2. Mancanza di controllo: i record di controllo saranno incompleti e, in caso di evento imprevisto, potrebbe essere impossibile identificare l'utente.
3. Manca il rilevamento individuale o l'analisi.
4. Autorizzazioni: le autorizzazioni avanzate non possono essere eseguite su base account condiviso.
5. Proprietà MFA: l'autenticazione a più fattori (MFA) deve essere di proprietà di un'autorità centrale per gli account condivisi.
6. Reimpostazione del PIN: quando è necessario reimpostare il PIN e conoscere chi possiede l'autenticazione a più fattori nei dispositivi è difficile.

Considerazioni

È necessario rivedere e apportare modifiche alle seguenti impostazioni di Microsoft Entra (incluso, ma non limitato a) quando si desidera utilizzare account utente Microsoft Entra condivisi. Quando si abilitano e disabilitano le seguenti impostazioni di Microsoft Entra, è necessario prestare attenzione per assicurarsi che la modifica di queste impostazioni non causi problemi per gli account utente esistenti e nuovi.

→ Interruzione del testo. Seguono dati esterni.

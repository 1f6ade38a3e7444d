/// A single ledger entry. Negative amounts are withdrawals.
#[derive(Debug, Clone, PartialEq)]
pub struct Transaction {
    amount: f64,
    description: String,
}

impl Transaction {
    pub fn new(amount: f64, description: impl Into<String>) -> Self {
        Self {
            amount,
            description: description.into(),
        }
    }

    pub fn amount(&self) -> f64 {
        self.amount
    }

    pub fn description(&self) -> &str {
        &self.description
    }

    pub fn is_withdrawal(&self) -> bool {
        self.amount < 0.0
    }
}
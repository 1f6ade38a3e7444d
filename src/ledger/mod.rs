//! Category ledgers and the collections that hold them.

pub mod budget;
pub mod category;
pub mod shared;
pub mod transaction;

pub use budget::Budget;
pub use category::Category;
pub use shared::{snapshot_all, SharedCategory};
pub use transaction::Transaction;
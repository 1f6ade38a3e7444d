use std::sync::Once;

use tracing_subscriber::filter::Directive;

static TRACING_INIT: Once = Once::new();

const DEFAULT_DIRECTIVE: &str = "budget_ledger=info";

/// Initializes the global tracing subscriber with sensible defaults.
///
/// `RUST_LOG` directives are honored on top of the crate default. A subscriber
/// installed elsewhere wins; this never panics when one is already present.
pub fn init_tracing() {
    TRACING_INIT.call_once(|| {
        use tracing_subscriber::{fmt, EnvFilter};

        let mut filter = EnvFilter::from_default_env();
        if let Ok(directive) = DEFAULT_DIRECTIVE.parse::<Directive>() {
            filter = filter.add_directive(directive);
        }

        if let Err(err) = fmt().with_env_filter(filter).try_init() {
            tracing::debug!(error = %err, "tracing subscriber already installed");
        }
    });
}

1. Esaminare l'impostazione di accesso al portale di amministrazione in utenti di | Impostazioni utente.
2. Esaminare l'impostazione Registrazioni app in utenti di | Impostazioni utente.
3. Esaminare l'impostazione Connessioni all'account collegato in utenti di | Impostazioni utente.
4. Esaminare l'impostazione Delle funzionalità utente in utenti di | Le funzionalità utente.
5. Esaminare l'impostazione di reimpostazione della password self-service in reimpostazione della password | Proprietà.
6. Rivedere l'impostazione Aggiungi dispositivi a Microsoft Entra in dispositivi | Le impostazioni del dispositivo.
7. Esaminare l'impostazione Enterprise State Roaming nei dispositivi | Enterprise State Roaming.

Avvertimento

Non condividere password dell'account condiviso con gli utenti finali. Gli utenti finali devono usare sempre il nome dell'account Microsoft Entra e il PIN di Windows Hello associato oppure usare la funzionalità di accesso automatico per accedere ai dispositivi HoloLens 2 in un ambiente condiviso.